§ Work to be completed
Nothing outside the range below should be printed. Output exactly the lines from the line with "pub mod temperature;" to the line with "it was taken.", both included.
┄┄┄┄┄┄
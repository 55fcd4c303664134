//! Fuzz target: remote requests through the dispatcher
//!
//! Decodes the input into a stream of transport events (reads, writes,
//! executes, acks, errors) aimed at the standard resources and feeds it to
//! `EventDispatcher::tick`.  Verifies:
//! - No panics for any event ordering or payload
//! - Every remote request gets exactly one response
//! - Unit resources never change
//!
//! cargo fuzz run fuzz_remote_requests

#![no_main]

use std::collections::VecDeque;

use cloudnode::app::dispatcher::EventDispatcher;
use cloudnode::app::events::AppEvent;
use cloudnode::app::ports::{
    DigitalOutput, EventSink, RemoteResponse, SensorPort, Transport, TransportEvent,
};
use cloudnode::config::NodeConfig;
use cloudnode::drivers::button::ButtonLatch;
use cloudnode::error::{CommsError, SensorError};
use cloudnode::resource::ResourcePath;
use libfuzzer_sys::fuzz_target;

const TARGETS: [ResourcePath; 10] = [
    ResourcePath::new(3200, 0, 5501),
    ResourcePath::new(3201, 0, 5853),
    ResourcePath::new(3201, 0, 5850),
    ResourcePath::new(3313, 0, 5702),
    ResourcePath::new(3313, 0, 5703),
    ResourcePath::new(3313, 0, 5704),
    ResourcePath::new(3313, 0, 5701),
    ResourcePath::new(3303, 0, 5700),
    ResourcePath::new(3303, 0, 5701),
    ResourcePath::new(1, 2, 3),
];

struct NullOutput;

impl DigitalOutput for NullOutput {
    fn set(&mut self, _active: bool) {}
}

struct NullSink;

impl EventSink for NullSink {
    fn emit(&mut self, _event: &AppEvent) {}
}

struct FlakySensors(u8);

impl SensorPort for FlakySensors {
    fn read_temperature(&mut self) -> Result<f32, SensorError> {
        if self.0 & 1 == 0 {
            Ok(f32::from(self.0))
        } else {
            Err(SensorError::BusError)
        }
    }

    fn read_acceleration(&mut self) -> Result<[f32; 3], SensorError> {
        if self.0 & 2 == 0 {
            Ok([0.0, 0.0, 1.0])
        } else {
            Err(SensorError::NotReady)
        }
    }
}

#[derive(Default)]
struct ScriptedTransport {
    events: VecDeque<TransportEvent>,
    responses: usize,
}

impl Transport for ScriptedTransport {
    fn connect(&mut self) {}
    fn register(&mut self, _resources: &[ResourcePath]) {}
    fn deregister(&mut self) {}
    fn notify(&mut self, _path: &ResourcePath, _value: &str) {}

    fn respond(&mut self, _path: &ResourcePath, _response: RemoteResponse<'_>) {
        self.responses += 1;
    }

    fn poll_event(&mut self) -> Option<TransportEvent> {
        self.events.pop_front()
    }
}

fn decode(chunk: &[u8]) -> TransportEvent {
    let path = TARGETS[usize::from(chunk[1]) % TARGETS.len()];
    let payload = String::from_utf8_lossy(&chunk[2..]).into_owned();
    match chunk[0] % 8 {
        0 => TransportEvent::RemoteRead { path },
        1 => TransportEvent::RemoteWrite { path, value: payload },
        2 => TransportEvent::RemoteExecute { path, arg: payload },
        3 => TransportEvent::Ready,
        4 => TransportEvent::RegistrationAck,
        5 => TransportEvent::Error(CommsError::ConnectFailed),
        6 => TransportEvent::ConnectionLost,
        _ => TransportEvent::Timeout,
    }
}

fuzz_target!(|data: &[u8]| {
    let Ok(mut dispatcher) = EventDispatcher::new(NodeConfig::default(), NullOutput) else {
        return;
    };
    let latch = ButtonLatch::new();
    let mut transport = ScriptedTransport::default();
    let mut sink = NullSink;

    let mut requests = 0;
    for chunk in data.chunks(8).filter(|c| c.len() >= 2) {
        let event = decode(chunk);
        if matches!(
            event,
            TransportEvent::RemoteRead { .. }
                | TransportEvent::RemoteWrite { .. }
                | TransportEvent::RemoteExecute { .. }
        ) {
            requests += 1;
        }
        transport.events.push_back(event);
    }

    let mut now = 0u64;
    let mut sensors = FlakySensors(0);
    while !transport.events.is_empty() {
        now += 100;
        sensors.0 = sensors.0.wrapping_add(1);
        dispatcher.tick(now, &latch, &mut sensors, &mut transport, &mut sink);
    }

    assert_eq!(transport.responses, requests);
    let table = *dispatcher.resources();
    assert_eq!(dispatcher.registry().get_value(table.accel_unit), "G");
    assert_eq!(dispatcher.registry().get_value(table.temperature_unit), "Cel");
});
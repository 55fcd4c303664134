//! Sensor subsystem: individual I²C drivers and the aggregating [`SensorHub`].
//!
//! The hub owns the shared bus and every driver on it, and implements
//! [`SensorPort`] so the dispatcher can sample it without knowing about
//! I²C at all.

pub mod accel;
pub mod temperature;

use embedded_hal::i2c::I2c;
use log::warn;

use crate::app::ports::SensorPort;
use crate::error::SensorError;
use accel::Accelerometer;
use temperature::TemperatureSensor;

/// What a sample measured.
#[derive(Debug, Clone, Copy, PartialEq)]
pub enum Reading {
    /// °C.
    Temperature(f32),
    /// g, `[x, y, z]`.
    Acceleration([f32; 3]),
}

/// A reading plus the time it was taken.
#[derive(Debug, Clone, Copy, PartialEq)]
pub struct SensorSample {
    pub timestamp_ms: u64,
    pub reading: Reading,
}

impl SensorSample {
    pub fn new(timestamp_ms: u64, reading: Reading) -> Self {
        Self {
            timestamp_ms,
            reading,
        }
    }

    pub fn name(&self) -> &'static str {
        match self.reading {
            Reading::Temperature(_) => "temperature",
            Reading::Acceleration(_) => "acceleration",
        }
    }
}

/// Owns the I²C bus and the drivers attached to it.
pub struct SensorHub<B: I2c> {
    bus: B,
    temperature: TemperatureSensor,
    accel: Accelerometer,
}

impl<B: I2c> SensorHub<B> {
    /// Construct a hub and try to wake the accelerometer.  A failure here
    /// is logged and retried on the first read.
    pub fn new(mut bus: B, temperature: TemperatureSensor, mut accel: Accelerometer) -> Self {
        if let Err(e) = accel.init(&mut bus) {
            warn!("sensors: accelerometer init failed ({}), will retry", e);
        }
        Self {
            bus,
            temperature,
            accel,
        }
    }

    /// Release the bus (e.g. to hand it to another driver in tests).
    pub fn into_bus(self) -> B {
        self.bus
    }
}

impl<B: I2c> SensorPort for SensorHub<B> {
    fn read_temperature(&mut self) -> Result<f32, SensorError> {
        self.temperature.read(&mut self.bus)
    }

    fn read_acceleration(&mut self) -> Result<[f32; 3], SensorError> {
        self.accel.read(&mut self.bus)
    }
}
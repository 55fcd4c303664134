//! GPIO / peripheral pin assignments for the node board (ESP32-S3).
//!
//! Single source of truth: every driver references this module rather than
//! hard-coding pin numbers.

// ---------------------------------------------------------------------------
// User LED (blink output)
// ---------------------------------------------------------------------------

/// Blink LED, wired active-low (pin LOW = LED on).
pub const LED_GPIO: i32 = 11;

// ---------------------------------------------------------------------------
// User button (active-low with external pull-up)
// ---------------------------------------------------------------------------

/// Momentary push-button; falling edge raises the ISR.
pub const BUTTON_GPIO: i32 = 16;

// ---------------------------------------------------------------------------
// I²C bus (LM75B temperature, MMA7660 accelerometer)
// ---------------------------------------------------------------------------

pub const I2C_SDA_GPIO: i32 = 14;
pub const I2C_SCL_GPIO: i32 = 15;
/// Both sensors support fast mode, but 100 kHz keeps long wires happy.
pub const I2C_FREQ_HZ: u32 = 100_000;
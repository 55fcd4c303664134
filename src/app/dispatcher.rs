//! Event dispatcher: the hexagonal core.
//!
//! [`EventDispatcher`] owns the resource registry, the blink sequencer and
//! the registration machine.  Every collaborator that does I/O (button
//! latch, sensors, transport, event sink) is injected per call, so the
//! whole loop runs against mocks in tests.
//!
//! ```text
//!  ButtonLatch ──▶ ┌──────────────────────────────┐ ──▶ EventSink
//!   SensorPort ──▶ │        EventDispatcher       │
//!                  │ Registry · Blink · Register  │ ◀─▶ Transport
//!                  └──────────────────────────────┘
//! ```
//!
//! ## Iteration order
//!
//! 1. Button latch → button resource.
//! 2. Blink sequencer tick.
//! 3. Sensor sampling, when the sensor interval has elapsed.
//! 4. Up to `max_transport_events_per_tick` transport events: registration
//!    steps and remote requests.
//! 5. While registered, flush queued notifications.
//!
//! Nothing in here blocks.  Each step is bounded by a fixed count.

use log::{info, warn};

use crate::config::NodeConfig;
use crate::drivers::blink::BlinkSequencer;
use crate::drivers::button::ButtonLatch;
use crate::error::{CommsError, Error, RegistryError, Result};
use crate::fsm::{
    RegistrationContext, RegistrationEvent, RegistrationMachine, RegistrationState,
    TransportRequest,
};
use crate::resource::{ResourcePath, ResourceRegistry, MAX_RESOURCES};
use crate::scheduler::IntervalTimer;
use crate::sensors::{Reading, SensorSample};

use super::commands::AppCommand;
use super::events::AppEvent;
use super::ports::{
    CredentialStore, DigitalOutput, EventSink, RemoteResponse, SensorPort, Transport,
    TransportEvent,
};
use super::resources::{self, ResourceTable};

/// What the caller should do after an iteration.
#[derive(Debug, Clone, Copy, PartialEq, Eq)]
pub enum LoopControl {
    Continue,
    /// Deregistration completed; leave the control loop.
    Exit,
}

/// Render a reading the way the resources store it (six decimals).
pub fn format_reading(value: f32) -> String {
    format!("{value:.6}")
}

// ───────────────────────────────────────────────────────────────
// EventDispatcher
// ───────────────────────────────────────────────────────────────

pub struct EventDispatcher<O: DigitalOutput> {
    registry: ResourceRegistry,
    table: ResourceTable,
    sequencer: BlinkSequencer<O>,
    registration: RegistrationMachine,
    reg_ctx: RegistrationContext,
    sensor_timer: IntervalTimer,
    config: NodeConfig,
    iterations: u64,
}

impl<O: DigitalOutput> EventDispatcher<O> {
    /// Build the dispatcher and install the standard resources.
    ///
    /// `output` is the blink LED; the sequencer owns it from here on.
    pub fn new(config: NodeConfig, output: O) -> Result<Self> {
        let mut registry = ResourceRegistry::new();
        let table = resources::install(&mut registry, &config)?;
        let sequencer = BlinkSequencer::new(output, config.pulse_width_ms);
        let sensor_timer = IntervalTimer::new("sensors", config.sensor_interval_ms);

        Ok(Self {
            registry,
            table,
            sequencer,
            registration: RegistrationMachine::default(),
            reg_ctx: RegistrationContext::new(),
            sensor_timer,
            config,
            iterations: 0,
        })
    }

    // ── Lifecycle ─────────────────────────────────────────────

    pub fn start(&mut self, sink: &mut impl EventSink) {
        sink.emit(&AppEvent::Started {
            resources: self.registry.len(),
        });
        info!("dispatcher started with {} resources", self.registry.len());
    }

    /// Begin registration, provided the credential store is ready.
    pub fn start_registration(
        &mut self,
        store: &impl CredentialStore,
        transport: &mut impl Transport,
        sink: &mut impl EventSink,
    ) -> Result<()> {
        if !store.is_ready() {
            warn!("credential store not ready, registration not started");
            return Err(Error::Init("credential store not ready"));
        }
        self.step_registration(RegistrationEvent::Start, transport, sink);
        Ok(())
    }

    // ── Per-iteration orchestration ───────────────────────────

    /// Run one control-loop iteration.
    pub fn tick(
        &mut self,
        now_ms: u64,
        button: &ButtonLatch,
        sensors: &mut impl SensorPort,
        transport: &mut impl Transport,
        sink: &mut impl EventSink,
    ) -> LoopControl {
        self.iterations += 1;

        // 1. Button
        if let Some(count) = button.take() {
            self.registry
                .set_value(self.table.button, &count.to_string());
            sink.emit(&AppEvent::ButtonPressed { count });
        }

        // 2. Blink
        if self.sequencer.tick(now_ms) {
            sink.emit(&AppEvent::BlinkFinished);
        }

        // 3. Sensors
        if self.sensor_timer.poll(now_ms) {
            self.sample_sensors(now_ms, sensors, sink);
        }

        // 4. Transport events
        let mut control = LoopControl::Continue;
        for _ in 0..self.config.max_transport_events_per_tick {
            let Some(event) = transport.poll_event() else {
                break;
            };
            if self.handle_transport_event(event, now_ms, transport, sink) == LoopControl::Exit {
                control = LoopControl::Exit;
                break;
            }
        }

        // 5. Notifications
        if self.reg_ctx.notifications_enabled {
            self.flush_notifications(transport);
        }

        control
    }

    /// Apply a command from a resource handler or the surrounding
    /// application.
    pub fn handle_command(
        &mut self,
        cmd: AppCommand,
        now_ms: u64,
        transport: &mut impl Transport,
        sink: &mut impl EventSink,
    ) {
        match cmd {
            AppCommand::StartBlink { pattern } => {
                let text = match pattern {
                    Some(p) => p,
                    None => self.registry.get_value(self.table.pattern).to_owned(),
                };
                let steps = self.sequencer.start(&text, now_ms);
                sink.emit(&AppEvent::BlinkStarted { steps });
                if steps == 0 {
                    sink.emit(&AppEvent::BlinkFinished);
                }
            }
            AppCommand::StopBlink => self.sequencer.stop(),
            AppCommand::Unregister => {
                self.step_registration(RegistrationEvent::Unregister, transport, sink);
            }
            AppCommand::ResetRegistration => {
                self.step_registration(RegistrationEvent::Reset, transport, sink);
            }
        }
    }

    // ── Accessors ─────────────────────────────────────────────

    pub fn registry(&self) -> &ResourceRegistry {
        &self.registry
    }

    /// Direct registry access for application-specific resources.
    pub fn registry_mut(&mut self) -> &mut ResourceRegistry {
        &mut self.registry
    }

    pub fn resources(&self) -> &ResourceTable {
        &self.table
    }

    pub fn sequencer(&self) -> &BlinkSequencer<O> {
        &self.sequencer
    }

    pub fn registration_state(&self) -> RegistrationState {
        self.registration.current_state()
    }

    pub fn is_registered(&self) -> bool {
        self.registration.is_registered()
    }

    pub fn config(&self) -> &NodeConfig {
        &self.config
    }

    pub fn iterations(&self) -> u64 {
        self.iterations
    }

    // ── Internal ──────────────────────────────────────────────

    fn sample_sensors(
        &mut self,
        now_ms: u64,
        sensors: &mut impl SensorPort,
        sink: &mut impl EventSink,
    ) {
        match sensors.read_temperature() {
            Ok(celsius) => {
                self.registry
                    .set_value(self.table.temperature, &format_reading(celsius));
                sink.emit(&AppEvent::SampleUpdated(SensorSample::new(
                    now_ms,
                    Reading::Temperature(celsius),
                )));
            }
            Err(e) => {
                warn!("temperature read failed: {}", e);
                sink.emit(&AppEvent::SensorReadFailed {
                    sensor: "temperature",
                });
            }
        }

        match sensors.read_acceleration() {
            Ok(axes) => {
                for (handle, value) in self.table.accel.into_iter().zip(axes) {
                    self.registry.set_value(handle, &format_reading(value));
                }
                sink.emit(&AppEvent::SampleUpdated(SensorSample::new(
                    now_ms,
                    Reading::Acceleration(axes),
                )));
            }
            Err(e) => {
                warn!("acceleration read failed: {}", e);
                sink.emit(&AppEvent::SensorReadFailed {
                    sensor: "acceleration",
                });
            }
        }
    }

    fn handle_transport_event(
        &mut self,
        event: TransportEvent,
        now_ms: u64,
        transport: &mut impl Transport,
        sink: &mut impl EventSink,
    ) -> LoopControl {
        let reg_event = match event {
            TransportEvent::Ready => RegistrationEvent::TransportReady,
            TransportEvent::Error(e) => {
                warn!("transport error: {}", e);
                match e {
                    CommsError::ConnectionLost => RegistrationEvent::TransportLost,
                    CommsError::Timeout => RegistrationEvent::Timeout,
                    CommsError::ConnectFailed | CommsError::RegistrationRejected => {
                        RegistrationEvent::TransportError
                    }
                }
            }
            TransportEvent::Timeout => RegistrationEvent::Timeout,
            TransportEvent::RegistrationAck | TransportEvent::DeregistrationAck => {
                RegistrationEvent::AckReceived
            }
            TransportEvent::ConnectionLost => RegistrationEvent::TransportLost,
            TransportEvent::RemoteRead { path } => {
                self.remote_read(&path, transport, sink);
                return LoopControl::Continue;
            }
            TransportEvent::RemoteWrite { path, value } => {
                self.remote_write(&path, &value, now_ms, transport, sink);
                return LoopControl::Continue;
            }
            TransportEvent::RemoteExecute { path, arg } => {
                self.remote_execute(&path, &arg, now_ms, transport, sink);
                return LoopControl::Continue;
            }
            TransportEvent::NotifyResult { path, status } => {
                if let Err(e) = self.registry.report_delivery(&path, status) {
                    warn!("delivery report for {}: {}", path, e);
                }
                sink.emit(&AppEvent::NotifyResult { path, status });
                return LoopControl::Continue;
            }
        };

        match self.step_registration(reg_event, transport, sink) {
            Some((RegistrationState::Unregistering, RegistrationState::Disconnected))
                if self.reg_ctx.unregistered_by_request =>
            {
                info!("deregistered on request, leaving control loop");
                LoopControl::Exit
            }
            _ => LoopControl::Continue,
        }
    }

    fn remote_read(
        &mut self,
        path: &ResourcePath,
        transport: &mut impl Transport,
        sink: &mut impl EventSink,
    ) {
        let result = self
            .registry
            .find(path)
            .ok_or(RegistryError::UnknownResource)
            .and_then(|h| self.registry.handle_remote_read(h));
        match result {
            Ok(value) => transport.respond(path, RemoteResponse::Content(value)),
            Err(error) => self.reject(path, error, transport, sink),
        }
    }

    fn remote_write(
        &mut self,
        path: &ResourcePath,
        value: &str,
        now_ms: u64,
        transport: &mut impl Transport,
        sink: &mut impl EventSink,
    ) {
        let result = match self.registry.find(path) {
            Some(h) => self.registry.handle_remote_write(h, value),
            None => Err(RegistryError::UnknownResource),
        };
        match result {
            Ok(cmd) => {
                transport.respond(path, RemoteResponse::Changed);
                if let Some(cmd) = cmd {
                    self.handle_command(cmd, now_ms, transport, sink);
                }
            }
            Err(error) => self.reject(path, error, transport, sink),
        }
    }

    fn remote_execute(
        &mut self,
        path: &ResourcePath,
        arg: &str,
        now_ms: u64,
        transport: &mut impl Transport,
        sink: &mut impl EventSink,
    ) {
        let result = match self.registry.find(path) {
            Some(h) => self.registry.handle_remote_execute(h, arg),
            None => Err(RegistryError::UnknownResource),
        };
        match result {
            Ok(cmd) => {
                transport.respond(path, RemoteResponse::Accepted);
                if let Some(cmd) = cmd {
                    self.handle_command(cmd, now_ms, transport, sink);
                }
            }
            Err(error) => self.reject(path, error, transport, sink),
        }
    }

    fn reject(
        &self,
        path: &ResourcePath,
        error: RegistryError,
        transport: &mut impl Transport,
        sink: &mut impl EventSink,
    ) {
        warn!("remote request on {} rejected: {}", path, error);
        transport.respond(path, RemoteResponse::Rejected(error));
        sink.emit(&AppEvent::RemoteRejected { path: *path, error });
    }

    /// Feed one event to the registration machine, report the transition
    /// and carry out whatever the entered state asked for.
    fn step_registration(
        &mut self,
        event: RegistrationEvent,
        transport: &mut impl Transport,
        sink: &mut impl EventSink,
    ) -> Option<(RegistrationState, RegistrationState)> {
        let transition = self.registration.handle(event, &mut self.reg_ctx);
        if let Some((from, to)) = transition {
            sink.emit(&AppEvent::RegistrationChanged { from, to });
        }

        for req in self.reg_ctx.take_requests() {
            match req {
                TransportRequest::Connect => transport.connect(),
                TransportRequest::Register => {
                    let paths: heapless::Vec<ResourcePath, MAX_RESOURCES> =
                        self.registry.paths().collect();
                    transport.register(&paths);
                }
                TransportRequest::Deregister => transport.deregister(),
            }
        }
        transition
    }

    fn flush_notifications(&mut self, transport: &mut impl Transport) {
        while let Some(handle) = self.registry.take_notification() {
            if let Some(path) = self.registry.path(handle) {
                transport.notify(&path, self.registry.get_value(handle));
            }
        }
    }
}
┄┄┄┄┄┄
§ Exercise answer
pub mod temperature;

use embedded_hal::i2c::I2c;
use log::warn;

use crate::app::ports::SensorPort;
use crate::error::SensorError;
use accel::Accelerometer;
use temperature::TemperatureSensor;

/// What a sample measured.
#[derive(Debug, Clone, Copy, PartialEq)]
pub enum Reading {
    /// °C.
    Temperature(f32),
    /// g, `[x, y, z]`.
    Acceleration([f32; 3]),
}

/// A reading plus the time it was taken.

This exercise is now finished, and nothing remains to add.